Sierra stands with a large group of people who helped make her new home on Grandview Avenue in Cleveland’s Buckeye-Woodhill neighborhood possible. That included those standing closest to her, Habitat for Humanity President/CEO John Litten, Habitat’s Associate Director of Affordable Homeownership Jessica Morrison, and Cleveland City Council President Blaine Griffin. Also standing with Sierra are representatives of the city, donors and workers who helped finance and build the home (Emma Wind). CLICK IMAGES TO ENLARGE THEM
A new home on Grandview Avenue was the first all-union-built home in Greater Cleveland to be provided by the Greater Cleveland Habitat for Humanity program. And yesterday its residents got the keys to it. Thanks to the Habitat for Humanity program, the 14th house was built on Grandview Avenue in Cleveland’s Buckeye-Woodhill neighborhood. The resident, Sierra, mother of six, couldn’t hold back her tears of happiness.
“I want to thank everybody for helping me out and giving me this opportunity, especially Habitat,” Sierra said. “I love you all!”
Habitat requests that NEOtrans not use the last names of new homeowners who are are helped by their program. About $250,000 was spent on the project in total, supported by generous in-kind donations from members of the Construction Employers Association (CEA) and the Cleveland Construction Building and Trades Council members and affiliates. Jerry Smith, Greater Cleveland Habitat’s director of construction congratulated Sierra and everyone who participated in the facility’s construction.
Bright new interiors greet the residents of a new home built by the Greater Cleveland Habitat for Humanity on Grandview Avenue on the city’s east side (Emma Wind).
“I witnessed over 440 people, adults and children, as they moved into their homes,” Smith said. “This home will add one more to the list. One more family that has a decent place to live. As Winston Churchill once said: we make a living by what we get, but we make a life by what we give. CEA’s unselfish giving, the Habitat’s vision has done just that. “
CEA and Greater Cleveland Habitat for Humanity teamed up a year ago to build the first home in the Cleveland area.

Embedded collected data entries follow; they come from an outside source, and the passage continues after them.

//! µTorrent Web UI adapter.
//!
//! Token-authenticated GET API: the token is scraped from `token.html` and
//! sent with every request alongside the session cookie. Torrent rows are
//! positional JSON arrays; the status field is a bitfield. The list API
//! exposes no privacy flag, so privacy derives from the torrent properties:
//! µTorrent disables DHT (`dht == -1`) for private torrents.

use async_trait::async_trait;
use ebbtide_core::torrent::{
    ClientError, DownloadClient, TorrentHash, TorrentSnapshot, TorrentState, tracker_hostnames,
};
use serde::Deserialize;
use serde_json::Value;
use tokio::sync::Mutex;
use tracing::debug;
use url::Url;

const STATUS_STARTED: i64 = 1;
const STATUS_CHECKING: i64 = 2;
const STATUS_ERROR: i64 = 16;
const STATUS_PAUSED: i64 = 32;
const STATUS_QUEUED: i64 = 64;

/// Decoded fields of one positional torrent row from `list=1`.
#[derive(Debug, Clone)]
pub struct UtTorrent {
    pub hash: String,
    pub status_bits: i64,
    pub name: String,
    pub size: i64,
    /// Completion in per-mille (1000 = done)
    pub progress_per_mille: i64,
    pub downloaded: i64,
    pub download_speed: i64,
    pub eta: i64,
    pub label: String,
}

/// Relevant fields of one `getprops` entry.
#[derive(Debug, Clone, Default, Deserialize)]
pub struct UtProps {
    /// Tracker URLs separated by blank-line records
    #[serde(default)]
    pub trackers: String,
    /// -1 means DHT is disabled for this torrent, i.e. private
    #[serde(default)]
    pub dht: i64,
}

/// Decodes one positional torrent row.
///
/// # Errors
/// - `ClientError::Protocol` - Row is not an array or too short
pub fn parse_list_row(row: &Value) -> Result<UtTorrent, ClientError> {
    let fields = row.as_array().ok_or_else(|| ClientError::Protocol {
        reason: "torrent row is not an array".to_string(),
    })?;
    if fields.len() < 12 {
        return Err(ClientError::Protocol {
            reason: format!("torrent row has {} fields, expected 12+", fields.len()),
        });
    }

    let text = |index: usize| fields[index].as_str().unwrap_or_default().to_string();
    let number = |index: usize| fields[index].as_i64().unwrap_or_default();

    Ok(UtTorrent {
        hash: text(0),
        status_bits: number(1),
        name: text(2),
        size: number(3),
        progress_per_mille: number(4),
        downloaded: number(5),
        download_speed: number(9),
        eta: number(10),
        label: text(11),
    })
}

/// Maps a µTorrent status bitfield plus context onto the normalized state.
pub fn torrent_state_from_utorrent(torrent: &UtTorrent) -> TorrentState {
    let bits = torrent.status_bits;
    if bits & STATUS_ERROR != 0 {
        return TorrentState::Error;
    }
    if bits & STATUS_CHECKING != 0 {
        return TorrentState::Checking;
    }
    if bits & STATUS_PAUSED != 0 {
        return TorrentState::Paused;
    }
    if torrent.progress_per_mille >= 1000 {
        return if bits & STATUS_STARTED != 0 {
            TorrentState::Seeding
        } else {
            TorrentState::Completed
        };
    }
    if bits & STATUS_STARTED != 0 {
        if torrent.size == 0 {
            return TorrentState::FetchingMetadata;
        }
        return if torrent.download_speed > 0 {
            TorrentState::Downloading
        } else {
            TorrentState::Stalled
        };
    }
    if bits & STATUS_QUEUED != 0 {
        return TorrentState::Queued;
    }
    TorrentState::Paused
}

/// Builds the client-agnostic snapshot from µTorrent wire data.
pub fn snapshot_from_utorrent(
    torrent: &UtTorrent,
    props: &UtProps,
    file_priorities: &[i64],
) -> TorrentSnapshot {
    TorrentSnapshot {
        hash: TorrentHash::new(&torrent.hash),
        name: torrent.name.clone(),
        is_private: props.dht == -1,
        size_bytes: torrent.size.max(0) as u64,
        completion_percent: (torrent.progress_per_mille.clamp(0, 1000) as f64) / 10.0,
        downloaded_bytes: torrent.downloaded.max(0) as u64,
        download_speed_bps: torrent.download_speed.max(0) as u64,
        eta_seconds: torrent.eta.max(0) as u64,
        trackers: tracker_hostnames(props.trackers.lines().map(str::trim)),
        category: (!torrent.label.is_empty()).then(|| torrent.label.clone()),
        tags: Vec::new(),
        all_files_skipped: !file_priorities.is_empty()
            && file_priorities.iter().all(|priority| *priority == 0),
        state: torrent_state_from_utorrent(torrent),
    }
}

/// Session against one µTorrent Web UI.
pub struct UtorrentClient {
    http: reqwest::Client,
    gui_url: Url,
    username: String,
    password: String,
    token: Mutex<Option<String>>,
}

impl UtorrentClient {
    /// Creates an adapter for the given Web UI base URL.
    ///
    /// # Errors
    /// - `ClientError::UrlParsing` - Malformed base URL
    pub fn new(
        base_url: &str,
        username: impl Into<String>,
        password: impl Into<String>,
    ) -> Result<Self, ClientError> {
        let http = reqwest::Client::builder()
            .cookie_store(true)
            .build()
            .map_err(ClientError::http)?;
        Ok(Self {
            http,
            gui_url: Url::parse(base_url)?.join("gui/")?,
            username: username.into(),
            password: password.into(),
            token: Mutex::new(None),
        })
    }

    /// Fetches the request token, establishing the session cookie.
    ///
    /// # Errors
    /// - `ClientError::Authentication` - Credentials rejected
    /// - `ClientError::Protocol` - Token page in an unexpected shape
    pub async fn login(&self) -> Result<(), ClientError> {
        let url = self.gui_url.join("token.html")?;
        let response = self
            .http
            .get(url)
            .basic_auth(&self.username, Some(&self.password))
            .send()
            .await
            .map_err(ClientError::http)?;
        if response.status() == reqwest::StatusCode::UNAUTHORIZED {
            return Err(ClientError::Authentication {
                reason: "µTorrent rejected the Web UI credentials".to_string(),
            });
        }

        let page = response.text().await.map_err(ClientError::http)?;
        let token = extract_token(&page).ok_or_else(|| ClientError::Protocol {
            reason: "token.html did not contain a token".to_string(),
        })?;
        debug!("µTorrent session established");
        *self.token.lock().await = Some(token);
        Ok(())
    }

    async fn token(&self) -> Result<String, ClientError> {
        if let Some(token) = self.token.lock().await.clone() {
            return Ok(token);
        }
        self.login().await?;
        self.token
            .lock()
            .await
            .clone()
            .ok_or_else(|| ClientError::Authentication {
                reason: "µTorrent session could not be established".to_string(),
            })
    }

    async fn get(&self, pairs: &[(&str, &str)]) -> Result<Value, ClientError> {
        let token = self.token().await?;
        let mut url = self.gui_url.clone();
        url.query_pairs_mut().append_pair("token", &token);
        for (key, value) in pairs {
            url.query_pairs_mut().append_pair(key, value);
        }

        let response = self
            .http
            .get(url)
            .basic_auth(&self.username, Some(&self.password))
            .send()
            .await
            .map_err(ClientError::http)?;
        if response.status() == reqwest::StatusCode::UNAUTHORIZED {
            return Err(ClientError::Authentication {
                reason: "µTorrent session expired".to_string(),
            });
        }
        response.json().await.map_err(ClientError::protocol)
    }

    async fn find_row(&self, hash: &TorrentHash) -> Result<Option<UtTorrent>, ClientError> {
        let list = self.get(&[("list", "1")]).await?;
        let rows = list
            .get("torrents")
            .and_then(Value::as_array)
            .ok_or_else(|| ClientError::Protocol {
                reason: "list response without a torrents array".to_string(),
            })?;

        for row in rows {
            let torrent = parse_list_row(row)?;
            if TorrentHash::new(&torrent.hash) == *hash {
                return Ok(Some(torrent));
            }
        }
        Ok(None)
    }

    async fn fetch_props(&self, hash: &TorrentHash) -> Result<UtProps, ClientError> {
        let raw = self
            .get(&[("action", "getprops"), ("hash", hash.as_str())])
            .await?;
        let first = raw
            .get("props")
            .and_then(Value::as_array)
            .and_then(|entries| entries.first())
            .cloned()
            .unwrap_or(Value::Null);
        if first.is_null() {
            return Ok(UtProps::default());
        }
        serde_json::from_value(first).map_err(ClientError::protocol)
    }

    async fn fetch_file_priorities(&self, hash: &TorrentHash) -> Result<Vec<i64>, ClientError> {
        let raw = self
            .get(&[("action", "getfiles"), ("hash", hash.as_str())])
            .await?;
        // "files" is ["<hash>", [[name, size, downloaded, priority], ...]]
        let entries = raw
            .get("files")
            .and_then(Value::as_array)
            .and_then(|files| files.get(1))
            .and_then(Value::as_array)
            .cloned()
            .unwrap_or_default();
        Ok(entries
            .iter()
            .filter_map(|file| file.get(3).and_then(Value::as_i64))
            .collect())
    }

    async fn build_snapshot(&self, torrent: UtTorrent) -> Result<TorrentSnapshot, ClientError> {
        let hash = TorrentHash::new(&torrent.hash);
        let props = self.fetch_props(&hash).await?;
        let priorities = self.fetch_file_priorities(&hash).await?;
        Ok(snapshot_from_utorrent(&torrent, &props, &priorities))
    }
}

fn extract_token(page: &str) -> Option<String> {
    let start = page.find("<div")?;
    let open = page[start..].find('>')? + start + 1;
    let close = page[open..].find("</div>")? + open;
    let token = page[open..close].trim();
    (!token.is_empty()).then(|| token.to_string())
}

#[async_trait]
impl DownloadClient for UtorrentClient {
    async fn fetch_torrent(
        &self,
        hash: &TorrentHash,
    ) -> Result<Option<TorrentSnapshot>, ClientError> {
        match self.find_row(hash).await? {
            None => Ok(None),
            Some(torrent) => Ok(Some(self.build_snapshot(torrent).await?)),
        }
    }

    async fn list_torrents(&self) -> Result<Vec<TorrentSnapshot>, ClientError> {
        let list = self.get(&[("list", "1")]).await?;
        let rows = list
            .get("torrents")
            .and_then(Value::as_array)
            .cloned()
            .unwrap_or_default();

        let mut snapshots = Vec::with_capacity(rows.len());
        for row in &rows {
            let torrent = parse_list_row(row)?;
            snapshots.push(self.build_snapshot(torrent).await?);
        }
        Ok(snapshots)
    }

    async fn remove_torrent(
        &self,
        hash: &TorrentHash,
        delete_data: bool,
    ) -> Result<(), ClientError> {
        let action = if delete_data { "removedata" } else { "remove" };
        self.get(&[("action", action), ("hash", hash.as_str())])
            .await?;
        Ok(())
    }
}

The project was fully funded entirely by donations from CEA and trades council members. The urbanization program improves the standard of living, reduces the level of criminal activity, and stimulates the economic structure of the city.
Alyssa Hernandez City of Cleveland Director of Community Development, also supported Sierra and congratulated all who were involved in this project.
Thanks to dual sinks, a seven-person family won’t have to fight as much for space while brushing their teeth or washing their hands at their new home in Cleveland’s Buckeye-Woodhill neighborhood (Emma Wind).
“We know that things like this just don’t happen overnight,” Hernandez said. “It takes a lot of sweat, a lot of work, a lot of partnership. What it means for Sierra and her family is not just a safe place but really a home. This is where birthdays will be celebrated, this is where holidays will happen, and this is where homework will get done on the tables that are right here. That is home! This is the beginning of generational wealth. Sierra, congratulations, welcome home.”
A string of incredible projects, helping those in need and supporting Cleveland families contribute to Cleveland’s favorable development and economic potential. Thanks to the Construction Employers Association (CEA) and the Greater Cleveland Habitat for Humanity, people’s lives are changing, and Greater Cleveland is improving, attendees said at yesterday’s event.
Grandview is located in Cleveland’s Buckeye-Woodhill neighborhood which, along with Buckeye-Shaker to the east, is seeing significant new investment. The investment is due in part to the recent opening of the $331 million Opportunity Corridor Boulevard as well as from the $100+ million Buckeye-Woodhill Transformation Plan that’s guiding the replacement of the aging Woodhill Homes public housing complex. The latest phase of the transformation project began in January with construction starting on Woodhill Center East.